Node.js 26.0.0 (Now with Temporal)

(nodejs.org)

65 points | by aarestad 2 hours ago

8 comments

  • jauco 18 minutes ago
    Also the release that drops typescript transforms: https://github.com/nodejs/typescript/issues/51

    (I’m not disagreeing to remove it. It just took me a while to find out what happened to it)

  • pjmlp 1 hour ago
    26.2.0 is already out, why link to the previous release?

    https://nodejs.org/en/blog/release/v26.2.0

    What I would expect with the inclusion of temporal, is having a section on nodejs docs about Rust addons, alongside the C and C++ sections.

  • chrisweekly 23 minutes ago
    Tangent: if you use Node.js at build time you should check out VitePlus https://viteplus.dev

    (No affiliation, just a fan of VoidZero's consistently excellent tools.)

    • KronisLV 10 minutes ago
      Oh hey, they're the people behind Oxlint and Oxfmt: https://oxc.rs/

      I moved some projects over to those from ESLint + Prettier and while the compatibility isn't 100% (I didn't need that), and the time to process a codebase went from like way over a minute with the old tools to a few seconds with theirs.

    • rumblefrog 12 minutes ago
      Looks interesting, what's their revenue model? Or how do we know it won't be abandoned in the near future?
  • emilfihlman 2 minutes ago
    It's so sad that node refuses to add websocket server support.

    Adding websocket would simplify stuff tremendously, as well as make deployments much, much more secure.

  • noodlesUK 1 hour ago
    I'm really looking forward to the temporal api being universally available. Moment and Luxon are fairly good but sensible date/time handling is something that really ought to be baked into the platform ootb.
    • jpsimons 1 hour ago
      I always thought the old Date is kind of elegant... increment anything with an overflow and it all wraps around correctly, like `d.setDate(d.getDate() + 100)` to advance a date 100 days. "March 208th" is interpreted like you'd expect, as are the hours and minutes and such.

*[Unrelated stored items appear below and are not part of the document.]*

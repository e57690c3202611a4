use std::f64::consts::PI;

use log::{debug, warn};
use serde::Serialize;

use crate::config::ConditioningConfig;

/// Filter design request. Frequencies are normalized to Nyquist, `(0, 1)`.
#[derive(Clone, Copy, Debug, PartialEq)]
pub enum FilterKind {
    Highpass { normalized: f64, order: usize },
    Lowpass { normalized: f64, order: usize },
    Notch { normalized: f64, q: f64 },
}
#[derive(Clone, Copy, Debug, PartialEq)]
struct BiquadCoeffs {
    b0: f64,
    b1: f64,
    b2: f64,
    a1: f64,
    a2: f64,
}
#[derive(Clone, Copy, Debug, Default)]
struct BiquadState {
    z1: f64,
    z2: f64,
}
impl BiquadCoeffs {
    fn process(&self, state: &mut BiquadState, input: f64) -> f64 {
        // Transposed direct form II
        let y = self.b0 * input + state.z1;
        state.z1 = self.b1 * input - self.a1 * y + state.z2;
        state.z2 = self.b2 * input - self.a2 * y;
        y
    }
    fn dc_gain(&self) -> f64 {
        let den = 1.0 + self.a1 + self.a2;
        if den.abs() < 1e-12 {
            0.0
        } else {
            (self.b0 + self.b1 + self.b2) / den
        }
    }
    /// State after a unit step has settled.
    fn step_state(&self) -> BiquadState {
        let g = self.dc_gain();
        let z2 = self.b2 - self.a2 * g;
        BiquadState {
            z1: self.b1 - self.a1 * g + z2,
            z2,
        }
    }
}
/// Cascade of second-order sections applied forward and backward.
#[derive(Clone, Debug, Default)]
pub struct FilterChain {
    sections: Vec<BiquadCoeffs>,
}
impl FilterChain {
    pub fn from_kinds(kinds: &[FilterKind]) -> Self {
        let mut sections = Vec::new();
        for kind in kinds {
            sections.extend(design_sections(*kind));
        }
        Self { sections }
    }
    pub fn is_empty(&self) -> bool {
        self.sections.is_empty()
    }
    pub fn num_sections(&self) -> usize {
        self.sections.len()
    }
    /// Zero-phase filtering. The signal is padded by odd reflection at both
    /// ends and each pass starts from the settled state for its first sample.
    pub fn filtfilt(&self, signal: &[f64]) -> Vec<f64> {
        if self.sections.is_empty() || signal.len() < 2 {
            return signal.to_vec();
        }
        let edge = (3 * (2 * self.sections.len() + 1)).min(signal.len() - 1);
        let extended = odd_extend(signal, edge);
        let initial = self.initial_states();
        let mut forward = self.run(&extended, &initial);
        forward.reverse();
        let mut backward = self.run(&forward, &initial);
        backward.reverse();
        backward[edge..edge + signal.len()].to_vec()
    }
    fn initial_states(&self) -> Vec<BiquadState> {
        let mut scale = 1.0;
        self.sections
            .iter()
            .map(|section| {
                let step = section.step_state();
                let state = BiquadState {
                    z1: step.z1 * scale,
                    z2: step.z2 * scale,
                };
                scale *= section.dc_gain();
                state
            })
            .collect()
    }
    fn run(&self, input: &[f64], initial: &[BiquadState]) -> Vec<f64> {
        let x0 = input.first().copied().unwrap_or(0.0);
        let mut data = input.to_vec();
        for (section, start) in self.sections.iter().zip(initial) {
            let mut state = BiquadState {
                z1: start.z1 * x0,
                z2: start.z2 * x0,
            };
            for value in data.iter_mut() {
                *value = section.process(&mut state, *value);
            }
        }
        data
    }
}
fn odd_extend(signal: &[f64], edge: usize) -> Vec<f64> {
    let n = signal.len();
    let first = signal[0];
    let last = signal[n - 1];
    let mut out = Vec::with_capacity(n + 2 * edge);
    out.extend((1..=edge).rev().map(|i| 2.0 * first - signal[i]));
    out.extend_from_slice(signal);
    out.extend((1..=edge).map(|i| 2.0 * last - signal[n - 1 - i]));
    out
}
fn design_sections(kind: FilterKind) -> Vec<BiquadCoeffs> {
    match kind {
        FilterKind::Highpass { normalized, order } => butterworth_qs(order)
            .map(|q| highpass(normalized, q))
            .collect(),
        FilterKind::Lowpass { normalized, order } => butterworth_qs(order)
            .map(|q| lowpass(normalized, q))
            .collect(),
        FilterKind::Notch { normalized, q } => vec![notch(normalized, q)],
    }
}
/// Section Q values of an even-order Butterworth prototype.
fn butterworth_qs(order: usize) -> impl Iterator<Item = f64> {
    let n = order.max(2) as f64;
    (0..order.max(2) / 2).map(move |k| {
        let theta = (2.0 * k as f64 + 1.0) * PI / (2.0 * n);
        1.0 / (2.0 * theta.cos())
    })
}
fn lowpass(normalized: f64, q: f64) -> BiquadCoeffs {
    let w0 = PI * normalized;
    let alpha = w0.sin() / (2.0 * q);
    let cos_w0 = w0.cos();
    let b0 = (1.0 - cos_w0) * 0.5;
    let b1 = 1.0 - cos_w0;
    let b2 = b0;
    let a0 = 1.0 + alpha;
    let a1 = -2.0 * cos_w0;
    let a2 = 1.0 - alpha;
    normalize(b0, b1, b2, a0, a1, a2)
}
fn highpass(normalized: f64, q: f64) -> BiquadCoeffs {
    let w0 = PI * normalized;
    let alpha = w0.sin() / (2.0 * q);
    let cos_w0 = w0.cos();
    let b0 = (1.0 + cos_w0) * 0.5;
    let b1 = -(1.0 + cos_w0);
    let b2 = b0;
    let a0 = 1.0 + alpha;
    let a1 = -2.0 * cos_w0;
    let a2 = 1.0 - alpha;
    normalize(b0, b1, b2, a0, a1, a2)
}
/// Second-order IIR notch, -3 dB bandwidth `normalized / q`.
fn notch(normalized: f64, q: f64) -> BiquadCoeffs {
    let w0 = PI * normalized;
    let bandwidth = w0 / q;
    let gain = 1.0 / (1.0 + (bandwidth / 2.0).tan());
    let cos_w0 = w0.cos();
    BiquadCoeffs {
        b0: gain,
        b1: -2.0 * gain * cos_w0,
        b2: gain,
        a1: -2.0 * gain * cos_w0,
        a2: 2.0 * gain - 1.0,
    }
}
fn normalize(b0: f64, b1: f64, b2: f64, a0: f64, a1: f64, a2: f64) -> BiquadCoeffs {
    let a0_inv = 1.0 / a0;
    BiquadCoeffs {
        b0: b0 * a0_inv,
        b1: b1 * a0_inv,
        b2: b2 * a0_inv,
        a1: a1 * a0_inv,
        a2: a2 * a0_inv,
    }
}

#[derive(Clone, Copy, Debug, PartialEq, Eq, Serialize)]
#[serde(rename_all = "snake_case")]
pub enum FilterStage {
    Highpass,
    Lowpass,
    Notch,
}

/// What a conditioning stage did with its requested cutoff.
#[derive(Clone, Copy, Debug, PartialEq, Serialize)]
#[serde(tag = "outcome", rename_all = "snake_case")]
pub enum StageOutcome {
    Applied { normalized: f64 },
    Skipped { normalized: f64 },
    Clamped { requested: f64, used: f64 },
}

impl StageOutcome {
    pub fn is_warning(&self) -> bool {
        !matches!(self, StageOutcome::Applied { .. })
    }
}

#[derive(Clone, Copy, Debug, PartialEq, Serialize)]
pub struct StageReport {
    pub stage: FilterStage,
    #[serde(flatten)]
    pub outcome: StageOutcome,
}

#[derive(Clone, Debug)]
pub struct ConditionedLead {
    pub signal: Vec<f64>,
    pub stages: Vec<StageReport>,
}

/// High-pass, low-pass and mains notch, each zero-phase, over a whole lead.
#[derive(Clone, Debug, Default)]
pub struct EcgConditioner {
    config: ConditioningConfig,
}

impl EcgConditioner {
    pub fn new(config: ConditioningConfig) -> Self {
        Self { config }
    }

    /// Resolves each stage against `sample_rate_hz` without touching data.
    pub fn plan(&self, sample_rate_hz: f64) -> (FilterChain, Vec<StageReport>) {
        let cfg = &self.config;
        let nyquist = sample_rate_hz / 2.0;
        let mut kinds = Vec::with_capacity(3);
        let mut stages = Vec::with_capacity(3);

        let hp = cfg.highpass_hz / nyquist;
        let outcome = if is_unit_interval(hp) {
            kinds.push(FilterKind::Highpass {
                normalized: hp,
                order: cfg.order,
            });
            StageOutcome::Applied { normalized: hp }
        } else {
            warn!(
                "high-pass cutoff {} Hz invalid at {} Hz (normalized {hp}); stage skipped",
                cfg.highpass_hz, sample_rate_hz
            );
            StageOutcome::Skipped { normalized: hp }
        };
        stages.push(StageReport {
            stage: FilterStage::Highpass,
            outcome,
        });

        let lp_hz = cfg
            .lowpass_ceiling_hz
            .min(cfg.lowpass_nyquist_fraction * nyquist);
        let lp = lp_hz / nyquist;
        let outcome = if is_unit_interval(lp) {
            kinds.push(FilterKind::Lowpass {
                normalized: lp,
                order: cfg.order,
            });
            StageOutcome::Applied { normalized: lp }
        } else {
            let used = cfg.lowpass_fallback_normalized;
            warn!("low-pass cutoff normalized to {lp} is invalid; clamped to {used}");
            kinds.push(FilterKind::Lowpass {
                normalized: used,
                order: cfg.order,
            });
            StageOutcome::Clamped {
                requested: lp,
                used,
            }
        };
        stages.push(StageReport {
            stage: FilterStage::Lowpass,
            outcome,
        });

        let notch = cfg.notch_hz / nyquist;
        let outcome = if cfg.notch_hz > 0.0 && sample_rate_hz > 2.0 * cfg.notch_hz {
            kinds.push(FilterKind::Notch {
                normalized: notch,
                q: cfg.notch_q,
            });
            StageOutcome::Applied { normalized: notch }
        } else {
            debug!(
                "{} Hz notch skipped at {} Hz sample rate",
                cfg.notch_hz, sample_rate_hz
            );
            StageOutcome::Skipped { normalized: notch }
        };
        stages.push(StageReport {
            stage: FilterStage::Notch,
            outcome,
        });

        (FilterChain::from_kinds(&kinds), stages)
    }

    pub fn condition(&self, signal: &[f64], sample_rate_hz: f64) -> ConditionedLead {
        let (chain, stages) = self.plan(sample_rate_hz);
        let signal = chain.filtfilt(signal);
        debug!(
            "conditioned {} samples through {} sections",
            signal.len(),
            chain.num_sections()
        );
        ConditionedLead { signal, stages }
    }
}

fn is_unit_interval(value: f64) -> bool {
    value > 0.0 && value < 1.0
}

      Of course, complete lack of non-local non-GMT time zones is a huge downside.

      • keeganpoppen 1 hour ago
        i'm pretty sure all that stuff works w/ Temporal... Temporal is extremely well-designed, in my experience. the js date object, on the other hand, has insane pitfalls, and i say this as someone who thinks not understanding JS ASI is a "skill issue", among other happily-un-"ergonomic" worldviews...
    • culi 1 hour ago
      Until then, a solid backfill has been available for quite some time
  • torgoguys 56 minutes ago
    I thought this was the release where the built in sqlite got its experimental tag removed, but I don't see it in the release notes. THAT'S got me excited more than Temporal. A stable API, huge utility and one less dependency.
  • actionfromafar 11 minutes ago
    And here I thought that it was about https://github.com/temporalio/sdk-typescript
  • cute_boi 1 hour ago
    Node JS team should look into bun and make progress. They are somewhat stable, but bun have lot of features and is more performant than Node.
    • postepowanieadm 33 minutes ago
      They should the unexpected and vibe code node to zig. Or Odin for the kicks.
    • HatchedLake721 1 hour ago
      /s ? Bun is not yet (ever?) compatible with Node. I'm sure if Node JS could trim the fat with breaking changes they'd be fast too
      • bel8 57 minutes ago
        I expect bun to run almost everything that node runs these days. They have an extensive test suit to ensure that.

        Even the complicated NextJS runs with Bun: https://nextjs.org/conf/session/nextjs-bun

        Do you have a source for your claim?

        • vichle 36 minutes ago
          Maybe if you start from scratch with a new project, but when migrating an old project it's definitely not a drop-in replacement. I try once or twice per year, but it's not worth the effort when the upside isn't that big.
    • karel-3d 59 minutes ago
      they should rewrite their whole stack by AI from one language to another language, it seems fun.